- Ed Begley, Everett Sloane. and Richard Kiley in Rod Serling's "Patterns" on Kraft Television Theatre (1955)
- Also known as: Kraft Mystery Theatre
- Genre: Anthology drama
- Narrated by: Ed Herlihy (1947-55) Charles Stark (1955)
- Theme music composer: Norman Cloutier
- Country of origin: United States
- Original language: English
- No. of seasons: 11
- No. of episodes: 650

Production
- Camera setup: Multi-camera
- Running time: 48–52 minutes
- Production companies: J. Walter Thompson Agency Talent Associates

Original release
- Network: NBC
- Release: May 7, 1947 – October 1, 1958

= Kraft Television Theatre =

1947–1958 anthology drama television series

Kraft Television Theatre is an American anthology drama television series running from 1947 to 1958. It began May 7, 1947, on NBC, airing at 7:30 pm on Wednesday evenings until December of that year. It first promoted MacLaren's Imperial Cheese, which was advertised nowhere else. In January 1948, it moved to 9:00 pm on Wednesdays, continuing in that time slot until 1958. Initially produced by the J. Walter Thompson advertising agency, the live, hour-long series offered television plays with new stories and new characters each week, in addition to adaptations of such classics as A Christmas Carol and Alice in Wonderland.

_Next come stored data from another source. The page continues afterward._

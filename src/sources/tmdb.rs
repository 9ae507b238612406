use std::fmt;
use std::time::Duration;

use reqwest::{Client as HttpClient, Url};
use serde::Deserialize;
use tracing::{debug, warn};

use super::{MovieOverview, OverviewSource, SourceError};

pub const DEFAULT_TMDB_URL: &str = "https://api.themoviedb.org/3";
pub const DEFAULT_TMDB_TIMEOUT: Duration = Duration::from_secs(10);

#[derive(Clone)]
pub struct TmdbConfig {
    pub api_key: Option<String>,
    pub base_url: String,
    pub timeout: Duration,
}

impl TmdbConfig {
    pub fn new(api_key: impl Into<String>) -> Self {
        Self {
            api_key: Some(api_key.into()),
            ..Self::default()
        }
    }

    pub fn with_base_url(mut self, base_url: impl Into<String>) -> Self {
        self.base_url = base_url.into();
        self
    }

    pub fn with_timeout(mut self, timeout: Duration) -> Self {
        self.timeout = timeout;
        self
    }
}

impl Default for TmdbConfig {
    fn default() -> Self {
        Self {
            api_key: None,
            base_url: DEFAULT_TMDB_URL.to_string(),
            timeout: DEFAULT_TMDB_TIMEOUT,
        }
    }
}

impl fmt::Debug for TmdbConfig {
    fn fmt(&self, f: &mut fmt::Formatter<'_>) -> fmt::Result {
        f.debug_struct("TmdbConfig")
            .field("api_key", &self.api_key.as_ref().map(|_| "<redacted>"))
            .field("base_url", &self.base_url)
            .field("timeout", &self.timeout)
            .finish()
    }
}

/// Hits stay untyped until [`parse_hits`] so one malformed entry cannot sink the page.
#[derive(Debug, Deserialize)]
struct SearchResponse {
    #[serde(default)]
    results: Vec<serde_json::Value>,
}

fn parse_hits(hits: Vec<serde_json::Value>) -> Vec<MovieOverview> {
    hits.into_iter()
        .enumerate()
        .filter_map(|(position, hit)| match serde_json::from_value(hit) {
            Ok(movie) => Some(movie),
            Err(e) => {
                debug!(position, error = %e, "Skipping malformed TMDB result");
                None
            }
        })
        .collect()
}

/// Movie search against the TMDB v3 API.
#[derive(Clone)]
pub struct TmdbClient {
    http: HttpClient,
    search_url: Url,
    api_key: String,
}

impl TmdbClient {
    pub fn new(config: TmdbConfig) -> Result<Self, SourceError> {
        let api_key = config.api_key.ok_or(SourceError::MissingApiKey)?;
        let search_url = search_url(&config.base_url)?;

        let http = HttpClient::builder()
            .timeout(config.timeout)
            .build()
            .map_err(SourceError::ClientBuild)?;

        Ok(Self {
            http,
            search_url,
            api_key,
        })
    }

    pub fn search_url(&self) -> &Url {
        &self.search_url
    }

    /// Runs the search and surfaces failures.
    pub async fn try_search(&self, query: &str) -> Result<Vec<MovieOverview>, SourceError> {
        let response = self
            .http
            .get(self.search_url.clone())
            .query(&[("query", query), ("api_key", self.api_key.as_str())])
            .send()
            .await?;

        let status = response.status();
        if !status.is_success() {
            return Err(SourceError::UnexpectedStatus {
                status: status.as_u16(),
                url: self.search_url.to_string(),
            });
        }

        let body: SearchResponse = response.json().await?;
        Ok(parse_hits(body.results))
    }
}

impl fmt::Debug for TmdbClient {
    fn fmt(&self, f: &mut fmt::Formatter<'_>) -> fmt::Result {
        f.debug_struct("TmdbClient")
            .field("search_url", &self.search_url.as_str())
            .finish_non_exhaustive()
    }
}

impl OverviewSource for TmdbClient {
    async fn search_overviews(&self, query: &str) -> Vec<MovieOverview> {
        match self.try_search(query).await {
            Ok(results) => {
                debug!(query, results = results.len(), "TMDB search complete");
                results
            }
            Err(e) => {
                warn!(query, error = %e, "TMDB search failed, continuing without candidates");
                Vec::new()
            }
        }
    }

    fn source_name(&self) -> &'static str {
        "tmdb"
    }
}

fn search_url(base_url: &str) -> Result<Url, SourceError> {
    let joined = format!("{}/search/movie", base_url.trim_end_matches('/'));
    let url = Url::parse(&joined).map_err(|e| SourceError::InvalidBaseUrl {
        url: base_url.to_string(),
        reason: e.to_string(),
    })?;

    match url.scheme() {
        "http" | "https" => Ok(url),
        other => Err(SourceError::InvalidBaseUrl {
            url: base_url.to_string(),
            reason: format!("unsupported scheme '{other}'"),
        }),
    }
}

The program was broadcast live from Studio 8H at 30 Rockefeller Plaza, currently the home of Saturday Night Live. For the entirety of its 111/2-year run, Kraft Television Theatre presented a newly produced episode every Wednesday evening for 52 weeks a year (including on Wednesdays that happened to fall on Christmas or other holidays), with no repeat broadcasts. The episode "Patterns" was presented twice, but each broadcast was a separate live production.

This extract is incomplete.